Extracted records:
// ── Mutation controller (write side) ──
//
// Runs a single write operation, tracks a shared pending flag, and runs
// completion callbacks: controller-level first, then the per-call ones.
// Invalidation is just a controller-level success callback; the registry
// never learns about resource types.

use std::fmt;
use std::future::Future;
use std::sync::Arc;

use futures_util::FutureExt;
use futures_util::future::BoxFuture;
use tokio::runtime::Handle;
use tokio::sync::watch;
use tokio::task::JoinHandle;
use tracing::{debug, warn};

use crate::error::QueryError;
use crate::key::QueryKey;
use crate::registry::KeyRegistry;

// ── Mutator ─────────────────────────────────────────────────────────

/// Asynchronous write operation. Invoked exactly once per invocation.
pub trait Mutator<I, R>: Send + Sync + 'static {
    fn mutate(&self, input: I) -> BoxFuture<'static, Result<R, QueryError>>;
}

impl<I, R, F, Fut> Mutator<I, R> for F
where
    F: Fn(I) -> Fut + Send + Sync + 'static,
    Fut: Future<Output = Result<R, QueryError>> + Send + 'static,
{
    fn mutate(&self, input: I) -> BoxFuture<'static, Result<R, QueryError>> {
        self(input).boxed()
    }
}

pub type SuccessCallback<I, R> = Arc<dyn Fn(&R, &I) + Send + Sync>;
pub type ErrorCallback = Arc<dyn Fn(&QueryError) + Send + Sync>;

// ── Per-call callbacks ──────────────────────────────────────────────

/// Callbacks for one invocation, run after the controller-level ones.
pub struct MutationCallbacks<I, R> {
    on_success: Option<SuccessCallback<I, R>>,
    on_error: Option<ErrorCallback>,
}

impl<I, R> MutationCallbacks<I, R> {
    pub fn new() -> Self {
        Self::default()
    }

    pub fn on_success(mut self, f: impl Fn(&R, &I) + Send + Sync + 'static) -> Self {
        self.on_success = Some(Arc::new(f));
        self
    }

    pub fn on_error(mut self, f: impl Fn(&QueryError) + Send + Sync + 'static) -> Self {
        self.on_error = Some(Arc::new(f));
        self
    }
}

impl<I, R> Default for MutationCallbacks<I, R> {
    fn default() -> Self {
        Self {
            on_success: None,
            on_error: None,
        }
    }
}

// ── MutationController ──────────────────────────────────────────────

/// Executes one kind of write and reports its outcome.
///
/// Cheaply cloneable; clones share the pending flag. The flag is a single
/// bool per controller, not a counter: when invocations overlap it drops
/// to `false` as soon as any one of them finishes.
pub struct MutationController<I, R> {
    mutator: Arc<dyn Mutator<I, R>>,
    on_success: Vec<SuccessCallback<I, R>>,
    on_error: Vec<ErrorCallback>,
    pending: Arc<watch::Sender<bool>>,
}

impl<I, R> MutationController<I, R>
where
    I: Clone + Send + 'static,
    R: Send + 'static,
{
    pub fn new(mutator: impl Mutator<I, R>) -> Self {
        let (pending, _) = watch::channel(false);
        Self {
            mutator: Arc::new(mutator),
            on_success: Vec::new(),
            on_error: Vec::new(),
            pending: Arc::new(pending),
        }
    }

    /// Add a controller-level success callback. Callbacks run in the order
    /// they were added.
    pub fn on_success(mut self, f: impl Fn(&R, &I) + Send + Sync + 'static) -> Self {
        self.on_success.push(Arc::new(f));
        self
    }

    /// Add a controller-level error callback.
    pub fn on_error(mut self, f: impl Fn(&QueryError) + Send + Sync + 'static) -> Self {
        self.on_error.push(Arc::new(f));
        self
    }

    /// On success, invalidate the key patterns computed from the outcome.
    ///
    /// All patterns go through one [`KeyRegistry::invalidate_all`] call, so
    /// a subscription matched by several of them refreshes once.
    pub fn invalidates<P>(self, registry: &KeyRegistry, patterns: P) -> Self
    where
        P: Fn(&R, &I) -> Vec<QueryKey> + Send + Sync + 'static,
    {
        let registry = registry.clone();
        self.on_success(move |result, input| {
            let keys = patterns(result, input);
            let refreshed = registry.invalidate_all(&keys);
            debug!(patterns = keys.len(), refreshed, "mutation invalidated queries");
        })
    }

    pub fn is_pending(&self) -> bool {
        *self.pending.borrow()
    }

    /// Receiver for pending-flag changes.
    pub fn pending(&self) -> watch::Receiver<bool> {
        self.pending.subscribe()
    }

    /// Run the mutation and report only through callbacks.
    ///
    /// Never fails: the error goes to the `on_error` callbacks and nowhere
    /// else.
    pub async fn invoke(&self, input: I, callbacks: MutationCallbacks<I, R>) {
        // Failure has already been delivered to callbacks.
        let _ = self.run(input, &callbacks).await;
    }

    /// Fire-and-forget [`invoke`](Self::invoke) from synchronous code.
    pub fn spawn(
        &self,
        input: I,
        callbacks: MutationCallbacks<I, R>,
    ) -> Result<JoinHandle<()>, QueryError> {
        let runtime = Handle::try_current().map_err(|_| QueryError::NoRuntime)?;
        let this = self.clone();
        Ok(runtime.spawn(async move { this.invoke(input, callbacks).await }))
    }

    /// Run the mutation and hand the outcome back to the caller.
    ///
    /// Controller-level callbacks have already run by the time this returns.
    pub async fn invoke_and_wait(&self, input: I) -> Result<R, QueryError> {
        self.run(input, &MutationCallbacks::default()).await
    }

    async fn run(&self, input: I, per_call: &MutationCallbacks<I, R>) -> Result<R, QueryError> {
        self.pending.send_replace(true);
        let _pending = PendingGuard(&self.pending);
        let outcome = self.mutator.mutate(input.clone()).await;

        match &outcome {
            Ok(result) => {
                for cb in &self.on_success {
                    cb(result, &input);
                }
                if let Some(cb) = &per_call.on_success {
                    cb(result, &input);
                }
            }
            Err(err) => {
                warn!(error = %err, "mutation failed");
                for cb in &self.on_error {
                    cb(err);
                }
                if let Some(cb) = &per_call.on_error {
                    cb(err);
                }
            }
        }

        outcome
    }
}

/// Clears the pending flag however `run` exits, including a panicking
/// callback.
struct PendingGuard<'a>(&'a watch::Sender<bool>);

impl Drop for PendingGuard<'_> {
    fn drop(&mut self) {
        self.0.send_replace(false);
    }
}

impl<I, R> Clone for MutationController<I, R> {
    fn clone(&self) -> Self {
        Self {
            mutator: Arc::clone(&self.mutator),
            on_success: self.on_success.clone(),
            on_error: self.on_error.clone(),
            pending: Arc::clone(&self.pending),
        }
    }
}

impl<I, R> fmt::Debug for MutationController<I, R> {
    fn fmt(&self, f: &mut fmt::Formatter<'_>) -> fmt::Result {
        f.debug_struct("MutationController")
            .field("pending", &*self.pending.borrow())
            .field("on_success", &self.on_success.len())
            .field("on_error", &self.on_error.len())
            .finish_non_exhaustive()
    }
}

#[cfg(test)]
#[allow(clippy::unwrap_used)]
mod tests {
    use std::sync::Mutex;
    use std::time::Duration;

    use pretty_assertions::assert_eq;

    use super::*;
    use crate::query_key;

    type Log = Arc<Mutex<Vec<String>>>;

    fn log() -> Log {
        Arc::new(Mutex::new(Vec::new()))
    }

    fn push(log: &Log, entry: impl Into<String>) {
        log.lock().unwrap().push(entry.into());
    }

    fn always_fails(_: String) -> impl Future<Output = Result<u32, QueryError>> {
        async { Err(QueryError::api(422, "allergen is required")) }
    }

    fn echo_len(input: String) -> impl Future<Output = Result<u32, QueryError>> {
        async move { Ok(u32::try_from(input.len()).unwrap_or(u32::MAX)) }
    }

    #[tokio::test]
    async fn success_runs_controller_then_per_call_callbacks() {
        let events = log();
        let (a, b) = (Arc::clone(&events), Arc::clone(&events));
        let controller = MutationController::new(echo_len)
            .on_success(move |r: &u32, i: &String| push(&a, format!("controller {i} {r}")));

        let callbacks =
            MutationCallbacks::new().on_success(move |r: &u32, i: &String| push(&b, format!("call {i} {r}")));
        controller.invoke("peanut".into(), callbacks).await;

        assert_eq!(
            *events.lock().unwrap(),
            vec!["controller peanut 6".to_owned(), "call peanut 6".to_owned()]
        );
        assert!(!controller.is_pending());
    }

    #[tokio::test]
    async fn invoke_swallows_failure_but_reports_it() {
        let events = log();
        let (a, b) = (Arc::clone(&events), Arc::clone(&events));
        let controller = MutationController::new(always_fails)
            .on_error(move |e| push(&a, format!("controller {}", e.status().unwrap())));

        let callbacks = MutationCallbacks::new().on_error(move |_| push(&b, "call"));
        controller.invoke("x".into(), callbacks).await;

        assert_eq!(
            *events.lock().unwrap(),
            vec!["controller 422".to_owned(), "call".to_owned()]
        );
        assert!(!controller.is_pending());
    }

    #[tokio::test]
    async fn invoke_and_wait_propagates_failure_after_controller_callback() {
        let events = log();
        let a = Arc::clone(&events);
        let controller =
            MutationController::new(always_fails).on_error(move |_| push(&a, "controller"));

        let err = controller.invoke_and_wait("x".into()).await.unwrap_err();
        assert_eq!(err.status(), Some(422));
        assert_eq!(*events.lock().unwrap(), vec!["controller".to_owned()]);
    }

    #[tokio::test]
    async fn invoke_and_wait_returns_result() {
        let controller = MutationController::new(echo_len);
        assert_eq!(controller.invoke_and_wait("abc".into()).await.unwrap(), 3);
    }

    #[tokio::test(start_paused = true)]
    async fn pending_flag_tracks_invocation() {
        let controller = MutationController::new(|input: u64| async move {
            tokio::time::sleep(Duration::from_millis(input)).await;
            Ok::<_, QueryError>(input)
        });
        assert!(!controller.is_pending());

        let handle = controller.spawn(50, MutationCallbacks::new()).unwrap();
        tokio::task::yield_now().await;
        assert!(controller.is_pending());

        handle.await.unwrap();
        assert!(!controller.is_pending());
    }

    #[tokio::test(start_paused = true)]
    async fn overlapping_invocations_share_one_flag() {
        let controller = MutationController::new(|input: u64| async move {
            tokio::time::sleep(Duration::from_millis(input)).await;
            Ok::<_, QueryError>(input)
        });

        let fast = controller.spawn(10, MutationCallbacks::new()).unwrap();
        let slow = controller.spawn(100, MutationCallbacks::new()).unwrap();
        fast.await.unwrap();
        // The slow write is still outstanding, yet the flag already dropped.
        assert!(!controller.is_pending());
        slow.await.unwrap();
    }

    #[tokio::test]
    async fn panicking_callback_still_clears_pending() {
        let controller = MutationController::new(echo_len)
            .on_success(|_: &u32, _: &String| panic!("toast renderer crashed"));

        let handle = controller
            .spawn("abc".into(), MutationCallbacks::new())
            .unwrap();
        assert!(handle.await.unwrap_err().is_panic());
        assert!(!controller.is_pending());
    }

    #[tokio::test]
    async fn invalidates_refreshes_matching_registrations() {
        let registry = KeyRegistry::new();
        let hits = log();
        let h = Arc::clone(&hits);
        registry.register(query_key!["allergies", "detail", "a2"], move || {
            push(&h, "detail");
        });

        let controller = MutationController::new(|id: String| async move {
            Ok::<_, QueryError>(id)
        })
        .invalidates(&registry, |_, id: &String| {
            vec![
                query_key!["allergies"],
                query_key!["allergies", "detail", id.as_str()],
            ]
        });

        controller.invoke_and_wait("a2".into()).await.unwrap();
        assert_eq!(*hits.lock().unwrap(), vec!["detail".to_owned()]);
    }

    #[test]
    fn spawn_outside_runtime_fails() {
        let controller = MutationController::new(echo_len);
        assert!(matches!(
            controller.spawn("x".into(), MutationCallbacks::new()),
            Err(QueryError::NoRuntime)
        ));
    }
}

• _ASSIGNED TASK_
Please filter the data down to the lines containing the word "Option".

• _EXERCISE SOLUTION_
    on_success: Option<SuccessCallback<I, R>>,
    on_error: Option<ErrorCallback>,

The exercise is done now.